Your task: For each line below that holds the word "impl", make a copy.

Data:

● ● ● ●

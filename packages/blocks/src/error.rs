//! Error types for the block model

use thiserror::Error;

#[derive(Error, Debug, Clone, PartialEq)]
pub enum RegistryError {
    #[error("Unknown block type: {0}")]
    UnknownBlockType(String),
}

/// One offending attribute and why it was rejected
#[derive(Debug, Clone, PartialEq, Eq)]
pub struct FieldError {
    pub field: String,
    pub reason: String,
}

impl FieldError {
    pub fn new(field: impl Into<String>, reason: impl Into<String>) -> Self {
        Self {
            field: field.into(),
            reason: reason.into(),
        }
    }
}

/// Attribute validation failure, scoped to fields
#[derive(Error, Debug, Clone, PartialEq)]
#[error("Validation failed: {}", describe(.fields))]
pub struct ValidationError {
    pub fields: Vec<FieldError>,
}

fn describe(fields: &[FieldError]) -> String {
    fields
        .iter()
        .map(|f| format!("{} ({})", f.field, f.reason))
        .collect::<Vec<_>>()
        .join(", ")
}

impl ValidationError {
    pub fn new(fields: Vec<FieldError>) -> Self {
        Self { fields }
    }

    pub fn single(field: impl Into<String>, reason: impl Into<String>) -> Self {
        Self::new(vec![FieldError::new(field, reason)])
    }

    pub fn has_field(&self, field: &str) -> bool {
        self.fields.iter().any(|f| f.field == field)
    }

    pub fn field_names(&self) -> Vec<&str> {
        self.fields.iter().map(|f| f.field.as_str()).collect()
    }
}

/// A persisted document that cannot be turned into a usable tree
#[derive(Error, Debug, Clone, PartialEq)]
pub enum DeserializeError {
    #[error("Malformed document: {0}")]
    Malformed(String),

    #[error("Unknown block type '{block_type}' on block {id}")]
    UnknownBlockType { id: String, block_type: String },

    #[error("Duplicate block id: {0}")]
    DuplicateId(String),

    #[error("Block {0} is not a layout but has child blocks")]
    ChildrenOnNonLayout(String),

    #[error("Block {0} is nested deeper than a layout child")]
    NestingTooDeep(String),

    #[error("Block {id} has non-conforming attributes: {source}")]
    NonConformingAttributes {
        id: String,
        #[source]
        source: ValidationError,
    },
}

#[cfg(test)]
mod tests {
    use super::*;

    #[test]
    fn test_validation_error_lists_fields() {
        let err = ValidationError::new(vec![
            FieldError::new("options", "must not be empty"),
            FieldError::new("label", "too short"),
        ]);

        assert!(err.has_field("options"));
        assert!(!err.has_field("required"));
        assert_eq!(
            err.to_string(),
            "Validation failed: options (must not be empty), label (too short)"
        );
    }
}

● ● ● ●

The answer:
impl FieldError {
    pub fn new(field: impl Into<String>, reason: impl Into<String>) -> Self {
impl ValidationError {
    pub fn single(field: impl Into<String>, reason: impl Into<String>) -> Self {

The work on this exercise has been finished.